Items listed in a dataset
use std::sync::Arc;

use clap::{Parser, Subcommand};
use rustyline::error::ReadlineError;
use rustyline::DefaultEditor;
use tracing_subscriber::EnvFilter;

use tern::config::Config;
use tern::{LocalNamespace, Runtime, StringTable, TernError};

#[derive(Parser)]
#[command(name = "tern", about = "tern: S-expressions compiled to a portable stack bytecode")]
struct Cli {
    #[command(subcommand)]
    command: Option<Command>,

    /// File to execute
    file: Option<String>,

    /// Evaluate an expression
    #[arg(short, long)]
    eval: Option<String>,
}

#[derive(Subcommand)]
enum Command {
    /// Interactive read-compile-run loop
    Client,
    /// Compile the first form of a file to a binary instruction stream
    Compile {
        file: String,
        #[arg(short, long)]
        output: String,
    },
    /// Run a binary instruction stream
    Exec { file: String },
    /// List the instructions in a binary instruction stream
    Disasm { file: String },
}

fn main() {
    tracing_subscriber::fmt()
        .with_env_filter(EnvFilter::from_default_env())
        .with_writer(std::io::stderr)
        .init();

    let cli = Cli::parse();
    let config = Config::from_env();
    tracing::debug!(
        etcd = %config.etcd_endpoint(),
        proxy = %config.proxy_endpoint(),
        on_complete = %config.on_complete_addr(),
        "loaded configuration"
    );

    let namespace = Arc::new(LocalNamespace::new(config.etcd_endpoint()));
    let mut runtime = Runtime::builder().with_namespace(namespace).build();

    let outcome = match (&cli.command, &cli.eval, &cli.file) {
        (Some(Command::Compile { file, output }), _, _) => compile_file(file, output),
        (Some(Command::Exec { file }), _, _) => exec_file(&mut runtime, file),
        (Some(Command::Disasm { file }), _, _) => disasm_file(file),
        (Some(Command::Client), _, _) | (None, None, None) => {
            repl(runtime);
            Ok(())
        }
        (None, Some(expr), _) => runtime.eval(expr).map(|_| ()),
        (None, None, Some(file)) => run_file(&mut runtime, file),
    };

    if let Err(e) = outcome {
        eprintln!("Error: {e}");
        std::process::exit(1);
    }
}

fn read_source(path: &str) -> Result<String, TernError> {
    std::fs::read_to_string(path).map_err(|e| TernError::Io(format!("{path}: {e}")))
}

/// Run each top-level form of a file in turn against one set of definitions.
fn run_file(runtime: &mut Runtime, path: &str) -> Result<(), TernError> {
    let content = read_source(path)?;
    for form in tern::read_many(&content)? {
        runtime.eval_form(&form)?;
    }
    Ok(())
}

/// The string table for a stream lives next to it as `<stream>.syms`.
fn table_path(path: &str) -> String {
    format!("{path}.syms")
}

fn compile_file(path: &str, output: &str) -> Result<(), TernError> {
    let content = read_source(path)?;
    let form = tern::read(&content)?;
    let code = tern::compile(&form)?;
    let mut file =
        std::fs::File::create(output).map_err(|e| TernError::Io(format!("{output}: {e}")))?;
    tern_vm::write_to(&mut file, &code)?;

    let table = StringTable::for_code(&code);
    let syms = table_path(output);
    std::fs::write(&syms, table.encode()).map_err(|e| TernError::Io(format!("{syms}: {e}")))?;
    tracing::info!(
        instructions = code.len(),
        strings = table.len(),
        output,
        "wrote instruction stream"
    );
    Ok(())
}

fn load_stream(path: &str) -> Result<Vec<tern::Instruction>, TernError> {
    let bytes = std::fs::read(path).map_err(|e| TernError::Io(format!("{path}: {e}")))?;
    let syms = table_path(path);
    match std::fs::read(&syms) {
        Ok(table) => tern::deserialize_with_table(&bytes, &StringTable::decode(&table)?),
        Err(e) if e.kind() == std::io::ErrorKind::NotFound => tern::deserialize(&bytes),
        Err(e) => Err(TernError::Io(format!("{syms}: {e}"))),
    }
}

fn exec_file(runtime: &mut Runtime, path: &str) -> Result<(), TernError> {
    let code = load_stream(path)?;
    runtime.run(code).map(|_| ())
}

fn disasm_file(path: &str) -> Result<(), TernError> {
    let code = load_stream(path)?;
    print!("{}", tern::disassemble(&code, Some(path)));
    Ok(())
}

fn repl(mut runtime: Runtime) {
    let mut rl = match DefaultEditor::new() {
        Ok(rl) => rl,
        Err(e) => {
            eprintln!("Error: failed to create editor: {e}");
            std::process::exit(1);
        }
    };
    let history_path = dirs_path().join("history.txt");
    let _ = rl.load_history(&history_path);

    println!("tern v{}", env!("CARGO_PKG_VERSION"));
    println!("Type ,help for help, ,quit to exit\n");

    let mut buffer = String::new();
    let mut in_multiline = false;
    let mut show_disasm = false;

    loop {
        let prompt = if in_multiline { "  ... " } else { "tern> " };
        match rl.readline(prompt) {
            Ok(line) => {
                let trimmed = line.trim();

                if !in_multiline {
                    let mut words = trimmed.split_whitespace();
                    match (words.next(), words.next()) {
                        (Some(",quit" | ",exit" | ",q"), _) => break,
                        (Some(",help" | ",h"), _) => {
                            print_help();
                            continue;
                        }
                        (Some(",dis"), _) => {
                            show_disasm = !show_disasm;
                            let state = if show_disasm { "on" } else { "off" };
                            println!("disassembly {state}");
                            continue;
                        }
                        (Some(",env"), _) => {
                            print_env(&runtime);
                            continue;
                        }
                        (Some(",share"), Some(name)) => {
                            if let Err(e) = runtime.share(name) {
                                eprintln!("Error: {e}");
                            }
                            continue;
                        }
                        (Some(",import"), Some(name)) => {
                            match runtime.import(name) {
                                Ok(val) => println!("{name} = {val}"),
                                Err(e) => eprintln!("Error: {e}"),
                            }
                            continue;
                        }
                        _ => {}
                    }
                }

                if in_multiline {
                    buffer.push('\n');
                    buffer.push_str(&line);
                } else {
                    buffer = line.clone();
                }

                if !is_balanced(&buffer) {
                    in_multiline = true;
                    continue;
                }

                in_multiline = false;
                let input = buffer.trim().to_string();
                buffer.clear();

                if input.is_empty() {
                    continue;
                }

                let _ = rl.add_history_entry(&input);

                let code = match runtime.compile_source(&input) {
                    Ok(code) => code,
                    Err(e) => {
                        eprintln!("Error: {e}");
                        continue;
                    }
                };
                if show_disasm {
                    print!("{}", tern::disassemble(&code, None));
                }
                // END_CODE prints the result itself.
                if let Err(e) = runtime.run(code) {
                    eprintln!("Error: {e}");
                }
            }
            Err(ReadlineError::Interrupted) => {
                if in_multiline {
                    buffer.clear();
                    in_multiline = false;
                    println!("^C");
                    continue;
                }
                break;
            }
            Err(ReadlineError::Eof) => break,
            Err(e) => {
                eprintln!("Error: {e}");
                break;
            }
        }
    }

    let _ = std::fs::create_dir_all(dirs_path());
    let _ = rl.save_history(&history_path);
    println!("Goodbye!");
}

fn is_balanced(input: &str) -> bool {
    let mut depth = 0i32;
    let mut in_string = false;
    let mut in_comment = false;
    for ch in input.chars() {
        if in_comment {
            in_comment = ch != '\n';
            continue;
        }
        if ch == '"' {
            in_string = !in_string;
            continue;
        }
        if in_string {
            continue;
        }
        match ch {
            ';' => in_comment = true,
            '(' => depth += 1,
            ')' => depth -= 1,
            _ => {}
        }
    }
    depth <= 0 && !in_string
}

fn print_help() {
    println!("tern REPL Commands:");
    println!("  ,quit / ,q      Exit the REPL");
    println!("  ,help / ,h      Show this help");
    println!("  ,dis            Toggle the instruction listing before each run");
    println!("  ,env            Show top-level definitions");
    println!("  ,share NAME     Publish a definition to the shared namespace");
    println!("  ,import NAME    Define NAME from the shared namespace");
    println!();
    println!("Special forms:");
    println!("  quote define set begin cond and or lambda loop");
    println!("Natives:");
    println!("  + - * / % = != > >= < <= print println car cdr random-id");
    println!("  array array-get array-set array-len array-push");
    println!("  hashmap hashmap-get hashmap-set hashmap-len hashmap-keys hashmap-delete");
}

fn print_env(runtime: &Runtime) {
    let globals = runtime.globals();
    let names = globals.local_names();
    if names.is_empty() {
        println!("(no definitions)");
        return;
    }
    for name in names {
        if let Some(val) = globals.get(name) {
            println!("  {} = {val}", tern::resolve(name));
        }
    }
}

fn dirs_path() -> std::path::PathBuf {
    dirs_home().join(".tern")
}

fn dirs_home() -> std::path::PathBuf {
    std::env::var("HOME")
        .map(std::path::PathBuf::from)
        .unwrap_or_else(|_| std::path::PathBuf::from("."))
}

▸ Problem to work on:
Your reply must consist solely of the number of lines in the data that contain the word "definitions".

▸ Exercise response:
3